See for example Nurse (2008): “A metaphor here would be the use of the Morse code and the telegraph to communicate messages. Pulses of information sent along the telegraph generate a code for letters and as a consequence sentences can be communicated. This converts the same signalling pathway from a simple on/off switch to a device that can transfer, for example, the works of Shakespeare. It is likely that dynamics has been exploited more generally in the evolution of biological systems for signalling purposes, allowing the communication of more complex information.”
In mammals, breathing transmits chemical to electrical pulses (not waves) of information that allows olfactory/pheromonal input to epigenetically effect the hypothalamic secretion of gonadotropin releasing hormone (GnRH). Pulses of GnRH integrate sensory input associated with food odors and social odors called pheromones during what we were just told in the news article is a self-organized network that spontaneously emerges during prenatal and postnatal development of other sensory abilities. A self-organized network that spontaneously emerges incorporates the magic of mutation-initiated natural selection.

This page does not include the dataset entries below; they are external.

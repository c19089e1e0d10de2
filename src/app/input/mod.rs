//! Input handling system
//!
//! Turns raw hardware signals into tracked, queryable state and delivers each
//! signal to the primary window listener and then to registered subscriber
//! nodes:
//! - Tracks held keys, held buttons (array plus 8-bit mask) and the cursor
//! - Classifies cursor movement as move or drag
//! - Keeps per-category subscriber sets in registration order
//! - Contains listener failures so one listener cannot starve the rest
//!
//! # Architecture
//!
//! ```text
//! Raw Input (winit) → InputCollector → InputContext
//!                                      ├─ InputState (+ classify)
//!                                      ├─ primary listener
//!                                      └─ Listeners (by category, in order)
//! ```
//!
//! # Usage
//!
//! ```ignore
//! let mut input = InputContext::new(my_window_listener);
//! input.register_listener(&node, Categories::KEY | Categories::MOUSE);
//!
//! // In window_event()
//! collector.handle_window_event(&event, &mut input);
//!
//! // Anywhere
//! let held = input.key_held(Key::W.code())?;
//! ```

mod collector;
mod context;
mod error;
mod events;
mod keys;
mod listener;
mod movement;
mod registry;
mod state;

// Re-export public API
pub use collector::{
    InputCollector, button_from_winit, key_code_from_winit, key_from_winit, modifiers_from_winit,
    scroll_pixels,
};
pub use context::InputContext;
pub use error::{CodeDomain, DispatchTarget, FailureCause, InputError, ListenerFailure};
pub use events::{Categories, Category, EventKind, RawEvent};
pub use keys::{
    BUTTON_COUNT, BUTTON_FIRST, BUTTON_LAST, ButtonCode, ButtonMask, KEY_FIRST, KEY_LAST,
    KEY_UNKNOWN, Key, KeyCode, Modifiers, MouseButton,
};
pub use listener::{
    DiagnosticSink, KeyListener, ListenerResult, MouseListener, Node, PrimaryListener,
    TracingSink, WindowListener,
};
pub use movement::{Movement, classify};
pub use registry::{ListenerRegistry, Listeners, NodeId, NodeRef, node_ref};
pub use state::InputState;
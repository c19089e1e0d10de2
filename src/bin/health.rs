//! Runs the built-in health checks and exits with the report's status code

use jx3d::app::{AppConfig, logging};
use jx3d::health;
use tracing::warn;

fn main() -> anyhow::Result<()> {
    let config = AppConfig::load_from_env().unwrap_or_else(|e| {
        eprintln!("Failed to load config ({e}), using defaults");
        AppConfig::fallback("release")
    });
    logging::init(&config.logging)?;

    let report = health::run_all_checks();
    health::print_report(&report);

    if !report.is_healthy() {
        warn!(failed = report.failed, "Health checks failed");
    }
    std::process::exit(report.exit_code());
}
//! Logging setup

use tracing_subscriber::EnvFilter;

use super::config::LoggingConfig;

/// Installs the global `tracing` subscriber
///
/// `RUST_LOG` wins over the configured filter when it is set. Fails if a
/// subscriber was already installed.
pub fn init(config: &LoggingConfig) -> anyhow::Result<()> {
    let filter = EnvFilter::try_from_default_env()
        .or_else(|_| EnvFilter::try_new(&config.filter))?;

    tracing_subscriber::fmt()
        .with_env_filter(filter)
        .with_target(config.with_target)
        .try_init()
        .map_err(|e| anyhow::anyhow!(e))
}
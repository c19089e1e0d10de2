//! Raw input collection from winit events

use winit::event::{ElementState, MouseScrollDelta, WindowEvent};
use winit::keyboard::{KeyCode, ModifiersState, PhysicalKey};

use super::context::InputContext;
use super::keys::{self, ButtonCode, KEY_UNKNOWN, Key, Modifiers, MouseButton};
use super::listener::PrimaryListener;
use crate::app::config::InputConfig;

/// Translates winit window events into input context signals
pub struct InputCollector {
    scale_factor: f32,
    scroll_line_pixels: f32,
    modifiers: Modifiers,
}

impl InputCollector {
    /// Creates a new input collector
    pub fn new(config: &InputConfig) -> Self {
        Self {
            scale_factor: 1.0,
            scroll_line_pixels: config.scroll_line_pixels,
            modifiers: Modifiers::empty(),
        }
    }

    /// Update scale factor (DPI scaling)
    pub fn set_scale_factor(&mut self, scale_factor: f32) {
        self.scale_factor = scale_factor;
    }

    /// Modifiers from the latest `ModifiersChanged` event
    pub fn modifiers(&self) -> Modifiers {
        self.modifiers
    }

    /// Handle a winit window event
    ///
    /// Returns true when the event was forwarded to the input context.
    pub fn handle_window_event<W: PrimaryListener>(
        &mut self,
        event: &WindowEvent,
        input: &mut InputContext<W>,
    ) -> bool {
        match event {
            WindowEvent::KeyboardInput { event, .. } => {
                let key = key_code_from_winit(event.physical_key);
                match (event.state, event.repeat) {
                    (ElementState::Pressed, true) => input.key_repeat(key, self.modifiers),
                    (ElementState::Pressed, false) => input.key_down(key, self.modifiers),
                    (ElementState::Released, _) => input.key_up(key, self.modifiers),
                }
            }

            WindowEvent::MouseInput { state, button, .. } => {
                let button = button_from_winit(*button);
                match state {
                    ElementState::Pressed => input.button_down(button, self.modifiers),
                    ElementState::Released => input.button_up(button, self.modifiers),
                }
            }

            WindowEvent::CursorMoved { position, .. } => {
                input.on_cursor_move(
                    position.x as f32 / self.scale_factor,
                    position.y as f32 / self.scale_factor,
                );
            }

            WindowEvent::MouseWheel { delta, .. } => {
                let [dx, dy] = scroll_pixels(*delta, self.scroll_line_pixels);
                input.on_scroll(dx, dy);
            }

            WindowEvent::CursorEntered { .. } => input.on_cursor_enter(),
            WindowEvent::CursorLeft { .. } => input.on_cursor_exit(),

            WindowEvent::ModifiersChanged(modifiers) => {
                self.modifiers = modifiers_from_winit(modifiers.state());
                return false;
            }

            WindowEvent::Resized(size) => {
                input.on_window_resize(saturate(size.width), saturate(size.height));
            }
            WindowEvent::Moved(position) => input.on_window_move(position.x, position.y),
            WindowEvent::Focused(focused) => input.on_window_focus(*focused),
            WindowEvent::Occluded(occluded) => input.on_window_iconify(*occluded),
            WindowEvent::CloseRequested => input.on_window_close(),

            _ => return false,
        }
        true
    }
}

fn saturate(value: u32) -> i32 {
    i32::try_from(value).unwrap_or(i32::MAX)
}

/// Converts a wheel delta into pixels; line deltas are scaled by `line_pixels`
pub fn scroll_pixels(delta: MouseScrollDelta, line_pixels: f32) -> [f32; 2] {
    match delta {
        MouseScrollDelta::LineDelta(x, y) => [x * line_pixels, y * line_pixels],
        MouseScrollDelta::PixelDelta(pos) => [pos.x as f32, pos.y as f32],
    }
}

pub fn modifiers_from_winit(state: ModifiersState) -> Modifiers {
    let mut modifiers = Modifiers::empty();
    modifiers.set(Modifiers::SHIFT, state.shift_key());
    modifiers.set(Modifiers::CONTROL, state.control_key());
    modifiers.set(Modifiers::ALT, state.alt_key());
    modifiers.set(Modifiers::SUPER, state.super_key());
    modifiers
}

/// Maps a winit mouse button
///
/// `Back`/`Forward` are buttons 4 and 5 and `Other(5..=7)` fill the rest. Any
/// other `Other(n)` is delivered as a raw, untracked button `n`, so it cannot
/// alias a named button.
pub fn button_from_winit(button: winit::event::MouseButton) -> ButtonCode {
    use winit::event::MouseButton as WB;
    match button {
        WB::Left => MouseButton::Left.into(),
        WB::Right => MouseButton::Right.into(),
        WB::Middle => MouseButton::Middle.into(),
        WB::Back => MouseButton::Button4.into(),
        WB::Forward => MouseButton::Button5.into(),
        WB::Other(index @ 5..=7) => ButtonCode::from_raw(i32::from(index)),
        WB::Other(index) => ButtonCode::Raw(i32::from(index)),
    }
}

/// Maps a physical key; keys outside the tracked set arrive as [`KEY_UNKNOWN`]
pub fn key_code_from_winit(physical: PhysicalKey) -> keys::KeyCode {
    match physical {
        PhysicalKey::Code(code) => key_from_winit(code)
            .map_or(keys::KeyCode::Raw(KEY_UNKNOWN), keys::KeyCode::Known),
        PhysicalKey::Unidentified(_) => keys::KeyCode::Raw(KEY_UNKNOWN),
    }
}

/// Maps a winit physical key code onto the tracked key set
pub fn key_from_winit(code: KeyCode) -> Option<Key> {
    use KeyCode as WK;
    let key = match code {
        WK::Space => Key::Space,
        WK::Quote => Key::Apostrophe,
        WK::Comma => Key::Comma,
        WK::Minus => Key::Minus,
        WK::Period => Key::Period,
        WK::Slash => Key::Slash,
        WK::Digit0 => Key::Num0,
        WK::Digit1 => Key::Num1,
        WK::Digit2 => Key::Num2,
        WK::Digit3 => Key::Num3,
        WK::Digit4 => Key::Num4,
        WK::Digit5 => Key::Num5,
        WK::Digit6 => Key::Num6,
        WK::Digit7 => Key::Num7,
        WK::Digit8 => Key::Num8,
        WK::Digit9 => Key::Num9,
        WK::Semicolon => Key::Semicolon,
        WK::Equal => Key::Equal,

        WK::KeyA => Key::A,
        WK::KeyB => Key::B,
        WK::KeyC => Key::C,
        WK::KeyD => Key::D,
        WK::KeyE => Key::E,
        WK::KeyF => Key::F,
        WK::KeyG => Key::G,
        WK::KeyH => Key::H,
        WK::KeyI => Key::I,
        WK::KeyJ => Key::J,
        WK::KeyK => Key::K,
        WK::KeyL => Key::L,
        WK::KeyM => Key::M,
        WK::KeyN => Key::N,
        WK::KeyO => Key::O,
        WK::KeyP => Key::P,
        WK::KeyQ => Key::Q,
        WK::KeyR => Key::R,
        WK::KeyS => Key::S,
        WK::KeyT => Key::T,
        WK::KeyU => Key::U,
        WK::KeyV => Key::V,
        WK::KeyW => Key::W,
        WK::KeyX => Key::X,
        WK::KeyY => Key::Y,
        WK::KeyZ => Key::Z,

        WK::BracketLeft => Key::LeftBracket,
        WK::Backslash => Key::Backslash,
        WK::BracketRight => Key::RightBracket,
        WK::Backquote => Key::GraveAccent,
        WK::IntlBackslash => Key::World1,

        WK::Escape => Key::Escape,
        WK::Enter => Key::Enter,
        WK::Tab => Key::Tab,
        WK::Backspace => Key::Backspace,
        WK::Insert => Key::Insert,
        WK::Delete => Key::Delete,
        WK::ArrowRight => Key::Right,
        WK::ArrowLeft => Key::Left,
        WK::ArrowDown => Key::Down,
        WK::ArrowUp => Key::Up,
        WK::PageUp => Key::PageUp,
        WK::PageDown => Key::PageDown,
        WK::Home => Key::Home,
        WK::End => Key::End,
        WK::CapsLock => Key::CapsLock,
        WK::ScrollLock => Key::ScrollLock,
        WK::NumLock => Key::NumLock,
        WK::PrintScreen => Key::PrintScreen,
        WK::Pause => Key::Pause,

        WK::F1 => Key::F1,
        WK::F2 => Key::F2,
        WK::F3 => Key::F3,
        WK::F4 => Key::F4,
        WK::F5 => Key::F5,
        WK::F6 => Key::F6,
        WK::F7 => Key::F7,
        WK::F8 => Key::F8,
        WK::F9 => Key::F9,
        WK::F10 => Key::F10,
        WK::F11 => Key::F11,
        WK::F12 => Key::F12,
        WK::F13 => Key::F13,
        WK::F14 => Key::F14,
        WK::F15 => Key::F15,
        WK::F16 => Key::F16,
        WK::F17 => Key::F17,
        WK::F18 => Key::F18,
        WK::F19 => Key::F19,
        WK::F20 => Key::F20,
        WK::F21 => Key::F21,
        WK::F22 => Key::F22,
        WK::F23 => Key::F23,
        WK::F24 => Key::F24,
        WK::F25 => Key::F25,

        WK::Numpad0 => Key::Kp0,
        WK::Numpad1 => Key::Kp1,
        WK::Numpad2 => Key::Kp2,
        WK::Numpad3 => Key::Kp3,
        WK::Numpad4 => Key::Kp4,
        WK::Numpad5 => Key::Kp5,
        WK::Numpad6 => Key::Kp6,
        WK::Numpad7 => Key::Kp7,
        WK::Numpad8 => Key::Kp8,
        WK::Numpad9 => Key::Kp9,
        WK::NumpadDecimal => Key::KpDecimal,
        WK::NumpadDivide => Key::KpDivide,
        WK::NumpadMultiply => Key::KpMultiply,
        WK::NumpadSubtract => Key::KpSubtract,
        WK::NumpadAdd => Key::KpAdd,
        WK::NumpadEnter => Key::KpEnter,
        WK::NumpadEqual => Key::KpEqual,

        WK::ShiftLeft => Key::LeftShift,
        WK::ControlLeft => Key::LeftControl,
        WK::AltLeft => Key::LeftAlt,
        WK::SuperLeft => Key::LeftSuper,
        WK::ShiftRight => Key::RightShift,
        WK::ControlRight => Key::RightControl,
        WK::AltRight => Key::RightAlt,
        WK::SuperRight => Key::RightSuper,
        WK::ContextMenu => Key::Menu,

        _ => return None,
    };
    Some(key)
}

#[cfg(test)]
mod tests {
    use winit::dpi::PhysicalPosition;

    use super::*;

    #[test]
    fn test_key_mapping() {
        assert_eq!(key_from_winit(KeyCode::KeyW), Some(Key::W));
        assert_eq!(key_from_winit(KeyCode::ArrowLeft), Some(Key::Left));
        assert_eq!(key_from_winit(KeyCode::NumpadEnter), Some(Key::KpEnter));
        assert_eq!(key_from_winit(KeyCode::F35), None);
    }

    #[test]
    fn test_unmapped_physical_keys_are_forwarded_as_unknown() {
        use winit::keyboard::NativeKeyCode;
        assert_eq!(key_code_from_winit(PhysicalKey::Code(KeyCode::KeyA)), Key::A);
        assert_eq!(
            key_code_from_winit(PhysicalKey::Code(KeyCode::NumpadComma)),
            keys::KeyCode::Raw(KEY_UNKNOWN)
        );
        assert_eq!(
            key_code_from_winit(PhysicalKey::Unidentified(NativeKeyCode::Unidentified)),
            keys::KeyCode::Raw(KEY_UNKNOWN)
        );
    }

    #[test]
    fn test_button_mapping() {
        use winit::event::MouseButton as WB;
        assert_eq!(button_from_winit(WB::Left), MouseButton::Left);
        assert_eq!(button_from_winit(WB::Back), MouseButton::Button4);
        assert_eq!(button_from_winit(WB::Forward), MouseButton::Button5);
        assert_eq!(button_from_winit(WB::Other(5)), MouseButton::Button6);
        assert_eq!(button_from_winit(WB::Other(7)), MouseButton::Button8);
        assert_eq!(button_from_winit(WB::Other(8)), ButtonCode::Raw(8));
    }

    #[test]
    fn test_low_other_buttons_do_not_alias_named_buttons() {
        use winit::event::MouseButton as WB;
        for index in 0..=4_u16 {
            let button = button_from_winit(WB::Other(index));
            assert_eq!(button, ButtonCode::Raw(i32::from(index)));
            assert_eq!(button.button(), None);
        }
    }

    #[test]
    fn test_scroll_line_delta_is_scaled() {
        assert_eq!(
            scroll_pixels(MouseScrollDelta::LineDelta(1.0, -2.0), 20.0),
            [20.0, -40.0]
        );
        assert_eq!(
            scroll_pixels(
                MouseScrollDelta::PixelDelta(PhysicalPosition::new(3.0, 4.5)),
                20.0
            ),
            [3.0, 4.5]
        );
    }

    #[test]
    fn test_modifier_mapping() {
        let state = ModifiersState::SHIFT | ModifiersState::SUPER;
        assert_eq!(
            modifiers_from_winit(state),
            Modifiers::SHIFT | Modifiers::SUPER
        );
    }
}
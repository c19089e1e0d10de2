//! Build-time information
//!
//! This module provides access to build metadata captured at compile time,
//! including build timestamps, cargo configuration, and compiler version.

/// Build timestamp (when the binary was compiled)
pub const BUILD_TIMESTAMP: &str = env!("VERGEN_BUILD_TIMESTAMP");

/// Cargo optimization level (0, 1, 2, 3, s, z)
pub const CARGO_OPT_LEVEL: &str = env!("VERGEN_CARGO_OPT_LEVEL");

/// Target triple (e.g., x86_64-unknown-linux-gnu, x86_64-apple-darwin)
pub const CARGO_TARGET_TRIPLE: &str = env!("VERGEN_CARGO_TARGET_TRIPLE");

/// Rust compiler version (e.g., 1.75.0)
pub const RUSTC_SEMVER: &str = env!("VERGEN_RUSTC_SEMVER");

/// Rust channel (stable, beta, or nightly)
pub const RUSTC_CHANNEL: &str = env!("VERGEN_RUSTC_CHANNEL");

/// Git commit SHA; absent when built outside a git checkout
pub const GIT_SHA: Option<&str> = option_env!("VERGEN_GIT_SHA");

/// Git branch name; absent when built outside a git checkout
pub const GIT_BRANCH: Option<&str> = option_env!("VERGEN_GIT_BRANCH");

/// First eight characters of the commit SHA, or "unknown"
pub fn git_sha_short() -> &'static str {
    match GIT_SHA {
        Some(sha) if sha.len() >= 8 => &sha[..8],
        Some(sha) => sha,
        None => "unknown",
    }
}

/// Whether the working tree had uncommitted changes at build time
pub fn is_git_dirty() -> bool {
    option_env!("VERGEN_GIT_DIRTY") == Some("true")
}

/// Returns a formatted build version string
///
/// Format: `{target_triple}-opt{opt_level}`
/// Example: `x86_64-apple-darwin-opt3` or `x86_64-unknown-linux-gnu-opt0`
pub fn version_string() -> String {
    format!("{}-opt{}", CARGO_TARGET_TRIPLE, CARGO_OPT_LEVEL)
}

/// Returns a detailed build info string
pub fn detailed_info() -> String {
    format!(
        "Version: {}\nBuilt: {}\nCommit: {}@{}{}\nTarget: {}\nOptimization: {}\nRustc: {} ({})",
        env!("CARGO_PKG_VERSION"),
        BUILD_TIMESTAMP,
        GIT_BRANCH.unwrap_or("unknown"),
        git_sha_short(),
        if is_git_dirty() { " (dirty)" } else { "" },
        CARGO_TARGET_TRIPLE,
        CARGO_OPT_LEVEL,
        RUSTC_SEMVER,
        RUSTC_CHANNEL
    )
}
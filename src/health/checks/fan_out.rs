//! Listener fan-out health check

use std::cell::RefCell;
use std::rc::Rc;

use anyhow::bail;

use crate::app::input::{
    Categories, Category, DiagnosticSink, InputContext, InputState, Key, KeyCode, KeyListener,
    ListenerFailure, ListenerResult, Modifiers, MouseListener, Node, WindowListener, node_ref,
};
use crate::health::check::{CheckResult, Findings, SystemCheck};

type Trace = Rc<RefCell<Vec<&'static str>>>;

struct Idle;

impl KeyListener for Idle {}
impl MouseListener for Idle {}
impl WindowListener for Idle {}

struct Probe {
    name: &'static str,
    fails: bool,
    trace: Trace,
}

impl KeyListener for Probe {
    fn key_down(&mut self, _key: KeyCode, _mods: Modifiers, _input: &InputState) -> ListenerResult {
        self.trace.borrow_mut().push(self.name);
        if self.fails {
            bail!("{} refuses key presses", self.name);
        }
        Ok(())
    }
}

impl Node for Probe {
    fn key_listener(&mut self) -> Option<&mut dyn KeyListener> {
        Some(self)
    }
}

#[derive(Clone, Default)]
struct CountingSink(Rc<RefCell<usize>>);

impl DiagnosticSink for CountingSink {
    fn listener_failed(&self, _failure: &ListenerFailure) {
        *self.0.borrow_mut() += 1;
    }
}

/// Verifies delivery order, idempotent registration and failure isolation
#[derive(Default)]
pub struct FanOutCheck;

impl FanOutCheck {
    pub fn new() -> Self {
        Self
    }
}

impl SystemCheck for FanOutCheck {
    fn name(&self) -> &'static str {
        "Listener Fan-out"
    }

    fn description(&self) -> Option<&'static str> {
        Some("Delivers key presses to subscriber nodes and checks ordering and isolation")
    }

    fn check(&self) -> CheckResult {
        let mut findings = Findings::new();
        let trace = Trace::default();
        let sink = CountingSink::default();
        let mut input = InputContext::new(Idle).with_sink(sink.clone());

        let probe = |name, fails| {
            node_ref(Probe {
                name,
                fails,
                trace: trace.clone(),
            })
        };
        let first = probe("first", false);
        let faulty = probe("faulty", true);
        let last = probe("last", false);

        input.register_listener(&first, Categories::KEY);
        input.register_listener(&faulty, Categories::KEY);
        let repeat = input.register_listener(&first, Categories::KEY | Categories::MOUSE);
        input.register_listener(&last, Categories::KEY);

        findings.require(
            repeat == Categories::MOUSE,
            "Repeated registration only adds new categories",
        );

        input.key_down(Key::Enter, Modifiers::empty());
        let order = trace.borrow().clone();
        findings.require(
            order == ["first", "faulty", "last"],
            format!("Delivery order {order:?}"),
        );

        let failures = *sink.0.borrow();
        findings.require(failures == 1, format!("{failures} failure reported to the sink"));

        drop(last);
        trace.borrow_mut().clear();
        input.key_down(Key::Enter, Modifiers::empty());
        let delivered = trace.borrow().clone();
        findings.require(
            delivered == ["first", "faulty"] && input.listeners().len(Category::Key) == 2,
            "Dropped nodes are skipped and pruned",
        );

        findings.finish(
            "Ordered, idempotent, isolated",
            "Fan-out completed with warnings",
            "Fan-out misbehaved",
        )
    }
}

#[cfg(test)]
mod tests {
    use super::*;
    use crate::health::check::CheckStatus;

    #[test]
    fn test_fan_out_check_passes() {
        let result = FanOutCheck::new().check();
        assert_eq!(result.status, CheckStatus::Pass, "{:#?}", result.details);
    }
}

Biological facts incorporate olfactory/pheromonal input and their epigenetic effects on RNA-directed DNA methylation and RNA-mediated amino acid substitutions that link nutrient-dependent changes in the microRNA/messenger RNA balance to the GnRH pulse and its downstream effects on other hormones that affect behavior.
The innate ability of the olfactory system to organize itself and emerge during development as the key integrator of all other sensory input (visual, tactile, auditory) results from nutrient-dependent pheromone-controlled adaptive changes in the brain and behavior of invertebrates and vertebrates.